→ **Assignment**: Return the records below exactly as they are written.
○ ○ ○ ○ ○ ○ ○
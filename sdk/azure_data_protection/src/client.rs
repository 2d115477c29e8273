//! The Data Protection client: operation-group dispatch.
//!
//! [`DataProtectionClient`] owns the shared pipeline, the version resolver,
//! and a read-only [`OperationGroupRegistry`]. Asking it for a group resolves
//! that group's API version and binds a fresh handle to it.
//!
//! # Examples
//!
//! ```rust,no_run
//! use azure_data_protection::client::DataProtectionClient;
//! use azure_data_protection_core::auth::ManagementCredential;
//! use azure_data_protection_core::config::ClientConfiguration;
//! use azure_data_protection_core::version::Profile;
//!
//! # async fn example() -> Result<(), Box<dyn std::error::Error>> {
//! let config = ClientConfiguration::builder()
//!     .credential(ManagementCredential::azure_cli()?)
//!     .subscription_id("00000000-0000-0000-0000-000000000000")
//!     .profile(Profile::new("pinned").pin("jobs", "2021-01-01"))
//!     .build()?;
//!
//! let client = DataProtectionClient::new(config)?;
//! assert_eq!(client.jobs()?.context().api_version(), "2021-01-01");
//!
//! let group = client.get_operation_group("backup_vaults")?;
//! assert_eq!(group.api_version(), "2021-07-01");
//! # Ok(())
//! # }
//! ```

use std::sync::Arc;

use azure_data_protection_core::config::ClientConfiguration;
use azure_data_protection_core::error::{DataProtectionError, DataProtectionResult};
use azure_data_protection_core::pipeline::Pipeline;
use azure_data_protection_core::version::{ApiVersionSet, VersionResolver};

use crate::backup_instances::{self, BackupInstancesOperations};
use crate::backup_policies::{self, BackupPoliciesOperations};
use crate::backup_vaults::{self, BackupVaultsOperations};
use crate::jobs::{self, JobsOperations};
use crate::models;
use crate::operations::{self, DataProtectionOperations};
use crate::registry::{OperationContext, OperationGroupHandle, OperationGroupRegistry};

/// Dispatches operation-group lookups for one configuration.
///
/// The client is cheaply cloneable and can be shared across threads.
#[derive(Debug, Clone)]
pub struct DataProtectionClient {
    pipeline: Pipeline,
    resolver: Arc<VersionResolver>,
    registry: Arc<OperationGroupRegistry>,
}

/// Builder for [`DataProtectionClient`].
///
/// Use [`DataProtectionClient::builder()`] to create a new builder.
#[derive(Debug, Default)]
pub struct DataProtectionClientBuilder {
    configuration: Option<ClientConfiguration>,
    registry: Option<Arc<OperationGroupRegistry>>,
    api_versions: Option<ApiVersionSet>,
    http_client: Option<reqwest::Client>,
}

impl DataProtectionClient {
    pub fn builder() -> DataProtectionClientBuilder {
        DataProtectionClientBuilder::default()
    }

    /// Build a client with the standard registry and supported API versions.
    pub fn new(configuration: ClientConfiguration) -> DataProtectionResult<Self> {
        Self::builder().configuration(configuration).build()
    }

    pub fn config(&self) -> &Arc<ClientConfiguration> {
        self.pipeline.config()
    }

    pub fn registry(&self) -> &Arc<OperationGroupRegistry> {
        &self.registry
    }

    pub fn resolver(&self) -> &VersionResolver {
        &self.resolver
    }

    /// The client-wide API version: the explicitly requested one, or the
    /// default.
    pub fn api_version(&self) -> &str {
        self.config()
            .api_version()
            .unwrap_or_else(|| self.resolver.default_version())
    }

    /// The API version `group` would be bound to.
    pub fn api_version_for(&self, group: &str) -> DataProtectionResult<String> {
        if !self.registry.contains(group) {
            return Err(DataProtectionError::UnknownOperationGroup(group.to_string()));
        }
        let config = self.config();
        Ok(self
            .resolver
            .resolve(config.api_version(), config.profile(), group))
    }

    /// Look up an operation group by name and bind it to its resolved API
    /// version.
    ///
    /// # Errors
    ///
    /// Returns [`DataProtectionError::UnknownOperationGroup`] if `name` is not
    /// registered.
    pub fn get_operation_group(&self, name: &str) -> DataProtectionResult<OperationGroupHandle> {
        let api_version = self.api_version_for(name)?;
        tracing::trace!(group = name, api_version = %api_version, "binding operation group");

        self.registry
            .create(name, OperationContext::new(self.pipeline.clone(), api_version))
    }

    pub fn backup_vaults(&self) -> DataProtectionResult<BackupVaultsOperations> {
        let handle = self.get_operation_group(backup_vaults::GROUP_NAME)?;
        let kind = handle.kind();
        handle
            .into_backup_vaults()
            .ok_or_else(|| mismatched(backup_vaults::GROUP_NAME, kind))
    }

    pub fn backup_policies(&self) -> DataProtectionResult<BackupPoliciesOperations> {
        let handle = self.get_operation_group(backup_policies::GROUP_NAME)?;
        let kind = handle.kind();
        handle
            .into_backup_policies()
            .ok_or_else(|| mismatched(backup_policies::GROUP_NAME, kind))
    }

    pub fn backup_instances(&self) -> DataProtectionResult<BackupInstancesOperations> {
        let handle = self.get_operation_group(backup_instances::GROUP_NAME)?;
        let kind = handle.kind();
        handle
            .into_backup_instances()
            .ok_or_else(|| mismatched(backup_instances::GROUP_NAME, kind))
    }

    pub fn jobs(&self) -> DataProtectionResult<JobsOperations> {
        let handle = self.get_operation_group(jobs::GROUP_NAME)?;
        let kind = handle.kind();
        handle
            .into_jobs()
            .ok_or_else(|| mismatched(jobs::GROUP_NAME, kind))
    }

    pub fn operations(&self) -> DataProtectionResult<DataProtectionOperations> {
        let handle = self.get_operation_group(operations::GROUP_NAME)?;
        let kind = handle.kind();
        handle
            .into_operations()
            .ok_or_else(|| mismatched(operations::GROUP_NAME, kind))
    }
}

fn mismatched(name: &str, kind: &str) -> DataProtectionError {
    DataProtectionError::Configuration(format!(
        "operation group '{name}' is registered as '{kind}'"
    ))
}

impl DataProtectionClientBuilder {
    /// Set the client configuration. **Required.**
    pub fn configuration(mut self, configuration: ClientConfiguration) -> Self {
        self.configuration = Some(configuration);
        self
    }

    /// Use a custom operation-group registry.
    ///
    /// Defaults to [`OperationGroupRegistry::standard()`].
    pub fn registry(mut self, registry: Arc<OperationGroupRegistry>) -> Self {
        self.registry = Some(registry);
        self
    }

    /// Override the supported API versions and their default.
    ///
    /// Defaults to [`models::SUPPORTED_API_VERSIONS`] with
    /// [`models::DEFAULT_API_VERSION`].
    pub fn api_versions(mut self, versions: ApiVersionSet) -> Self {
        self.api_versions = Some(versions);
        self
    }

    /// Set a custom HTTP client.
    ///
    /// **Note:** the configuration's timeouts are ignored in this case.
    pub fn http_client(mut self, client: reqwest::Client) -> Self {
        self.http_client = Some(client);
        self
    }

    /// Build the client.
    ///
    /// # Errors
    ///
    /// Returns an error if:
    /// - no configuration is provided
    /// - the configuration's profile names an unregistered group
    /// - the default HTTP client cannot be created
    pub fn build(self) -> DataProtectionResult<DataProtectionClient> {
        let configuration = self
            .configuration
            .ok_or_else(|| DataProtectionError::invalid_argument("configuration is required"))?;

        let registry = self
            .registry
            .unwrap_or_else(|| Arc::new(OperationGroupRegistry::standard()));
        if let Some(profile) = configuration.profile() {
            registry.validate_profile(profile)?;
        }

        let versions = match self.api_versions {
            Some(versions) => versions,
            None => models::api_versions()?,
        };

        let configuration = Arc::new(configuration);
        let pipeline = match self.http_client {
            Some(http) => Pipeline::with_http_client(configuration, http),
            None => Pipeline::new(configuration)?,
        };

        Ok(DataProtectionClient {
            pipeline,
            resolver: Arc::new(VersionResolver::new(versions)),
            registry,
        })
    }
}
○ ○ ○ ○ ○ ○ ○
→ **Exercise response**:
filename sdk/azure_data_protection/src/client.rs
repository 2d115477c29e8273
//! The Data Protection client: operation-group dispatch.
//!
//! [`DataProtectionClient`] owns the shared pipeline, the version resolver,
//! and a read-only [`OperationGroupRegistry`]. Asking it for a group resolves
//! that group's API version and binds a fresh handle to it.
//!
//! # Examples
//!
//! ```rust,no_run
//! use azure_data_protection::client::DataProtectionClient;
//! use azure_data_protection_core::auth::ManagementCredential;
//! use azure_data_protection_core::config::ClientConfiguration;
//! use azure_data_protection_core::version::Profile;
//!
//! # async fn example() -> Result<(), Box<dyn std::error::Error>> {
//! let config = ClientConfiguration::builder()
//!     .credential(ManagementCredential::azure_cli()?)
//!     .subscription_id("00000000-0000-0000-0000-000000000000")
//!     .profile(Profile::new("pinned").pin("jobs", "2021-01-01"))
//!     .build()?;
//!
//! let client = DataProtectionClient::new(config)?;
//! assert_eq!(client.jobs()?.context().api_version(), "2021-01-01");
//!
//! let group = client.get_operation_group("backup_vaults")?;
//! assert_eq!(group.api_version(), "2021-07-01");
//! # Ok(())
//! # }
//! ```

use std::sync::Arc;

use azure_data_protection_core::config::ClientConfiguration;
use azure_data_protection_core::error::{DataProtectionError, DataProtectionResult};
use azure_data_protection_core::pipeline::Pipeline;
use azure_data_protection_core::version::{ApiVersionSet, VersionResolver};

use crate::backup_instances::{self, BackupInstancesOperations};
use crate::backup_policies::{self, BackupPoliciesOperations};
use crate::backup_vaults::{self, BackupVaultsOperations};
use crate::jobs::{self, JobsOperations};
use crate::models;
use crate::operations::{self, DataProtectionOperations};
use crate::registry::{OperationContext, OperationGroupHandle, OperationGroupRegistry};

/// Dispatches operation-group lookups for one configuration.
///
/// The client is cheaply cloneable and can be shared across threads.
#[derive(Debug, Clone)]
pub struct DataProtectionClient {
    pipeline: Pipeline,
    resolver: Arc<VersionResolver>,
    registry: Arc<OperationGroupRegistry>,
}

/// Builder for [`DataProtectionClient`].
///
/// Use [`DataProtectionClient::builder()`] to create a new builder.
#[derive(Debug, Default)]
pub struct DataProtectionClientBuilder {
    configuration: Option<ClientConfiguration>,
    registry: Option<Arc<OperationGroupRegistry>>,
    api_versions: Option<ApiVersionSet>,
    http_client: Option<reqwest::Client>,
}

impl DataProtectionClient {
    pub fn builder() -> DataProtectionClientBuilder {
        DataProtectionClientBuilder::default()
    }

    /// Build a client with the standard registry and supported API versions.
    pub fn new(configuration: ClientConfiguration) -> DataProtectionResult<Self> {
        Self::builder().configuration(configuration).build()
    }

    pub fn config(&self) -> &Arc<ClientConfiguration> {
        self.pipeline.config()
    }

    pub fn registry(&self) -> &Arc<OperationGroupRegistry> {
        &self.registry
    }

    pub fn resolver(&self) -> &VersionResolver {
        &self.resolver
    }

    /// The client-wide API version: the explicitly requested one, or the
    /// default.
    pub fn api_version(&self) -> &str {
        self.config()
            .api_version()
            .unwrap_or_else(|| self.resolver.default_version())
    }

    /// The API version `group` would be bound to.
    pub fn api_version_for(&self, group: &str) -> DataProtectionResult<String> {
        if !self.registry.contains(group) {
            return Err(DataProtectionError::UnknownOperationGroup(group.to_string()));
        }
        let config = self.config();
        Ok(self
            .resolver
            .resolve(config.api_version(), config.profile(), group))
    }

    /// Look up an operation group by name and bind it to its resolved API
    /// version.
    ///
    /// # Errors
    ///
    /// Returns [`DataProtectionError::UnknownOperationGroup`] if `name` is not
    /// registered.
    pub fn get_operation_group(&self, name: &str) -> DataProtectionResult<OperationGroupHandle> {
        let api_version = self.api_version_for(name)?;
        tracing::trace!(group = name, api_version = %api_version, "binding operation group");

        self.registry
            .create(name, OperationContext::new(self.pipeline.clone(), api_version))
    }

    pub fn backup_vaults(&self) -> DataProtectionResult<BackupVaultsOperations> {
        let handle = self.get_operation_group(backup_vaults::GROUP_NAME)?;
        let kind = handle.kind();
        handle
            .into_backup_vaults()
            .ok_or_else(|| mismatched(backup_vaults::GROUP_NAME, kind))
    }

    pub fn backup_policies(&self) -> DataProtectionResult<BackupPoliciesOperations> {
        let handle = self.get_operation_group(backup_policies::GROUP_NAME)?;
        let kind = handle.kind();
        handle
            .into_backup_policies()
            .ok_or_else(|| mismatched(backup_policies::GROUP_NAME, kind))
    }

    pub fn backup_instances(&self) -> DataProtectionResult<BackupInstancesOperations> {
        let handle = self.get_operation_group(backup_instances::GROUP_NAME)?;
        let kind = handle.kind();
        handle
            .into_backup_instances()
            .ok_or_else(|| mismatched(backup_instances::GROUP_NAME, kind))
    }

    pub fn jobs(&self) -> DataProtectionResult<JobsOperations> {
        let handle = self.get_operation_group(jobs::GROUP_NAME)?;
        let kind = handle.kind();
        handle
            .into_jobs()
            .ok_or_else(|| mismatched(jobs::GROUP_NAME, kind))
    }

    pub fn operations(&self) -> DataProtectionResult<DataProtectionOperations> {
        let handle = self.get_operation_group(operations::GROUP_NAME)?;
        let kind = handle.kind();
        handle
            .into_operations()
            .ok_or_else(|| mismatched(operations::GROUP_NAME, kind))
    }
}

fn mismatched(name: &str, kind: &str) -> DataProtectionError {
    DataProtectionError::Configuration(format!(
        "operation group '{name}' is registered as '{kind}'"
    ))
}

impl DataProtectionClientBuilder {
    /// Set the client configuration. **Required.**
    pub fn configuration(mut self, configuration: ClientConfiguration) -> Self {
        self.configuration = Some(configuration);
        self
    }

    /// Use a custom operation-group registry.
    ///
    /// Defaults to [`OperationGroupRegistry::standard()`].
    pub fn registry(mut self, registry: Arc<OperationGroupRegistry>) -> Self {
        self.registry = Some(registry);
        self
    }

    /// Override the supported API versions and their default.
    ///
    /// Defaults to [`models::SUPPORTED_API_VERSIONS`] with
    /// [`models::DEFAULT_API_VERSION`].
    pub fn api_versions(mut self, versions: ApiVersionSet) -> Self {
        self.api_versions = Some(versions);
        self
    }

    /// Set a custom HTTP client.
    ///
    /// **Note:** the configuration's timeouts are ignored in this case.
    pub fn http_client(mut self, client: reqwest::Client) -> Self {
        self.http_client = Some(client);
        self
    }

    /// Build the client.
    ///
    /// # Errors
    ///
    /// Returns an error if:
    /// - no configuration is provided
    /// - the configuration's profile names an unregistered group
    /// - the default HTTP client cannot be created
    pub fn build(self) -> DataProtectionResult<DataProtectionClient> {
        let configuration = self
            .configuration
            .ok_or_else(|| DataProtectionError::invalid_argument("configuration is required"))?;

        let registry = self
            .registry
            .unwrap_or_else(|| Arc::new(OperationGroupRegistry::standard()));
        if let Some(profile) = configuration.profile() {
            registry.validate_profile(profile)?;
        }

        let versions = match self.api_versions {
            Some(versions) => versions,
            None => models::api_versions()?,
        };

        let configuration = Arc::new(configuration);
        let pipeline = match self.http_client {
            Some(http) => Pipeline::with_http_client(configuration, http),
            None => Pipeline::new(configuration)?,
        };

        Ok(DataProtectionClient {
            pipeline,
            resolver: Arc::new(VersionResolver::new(versions)),
            registry,
        })
    }
}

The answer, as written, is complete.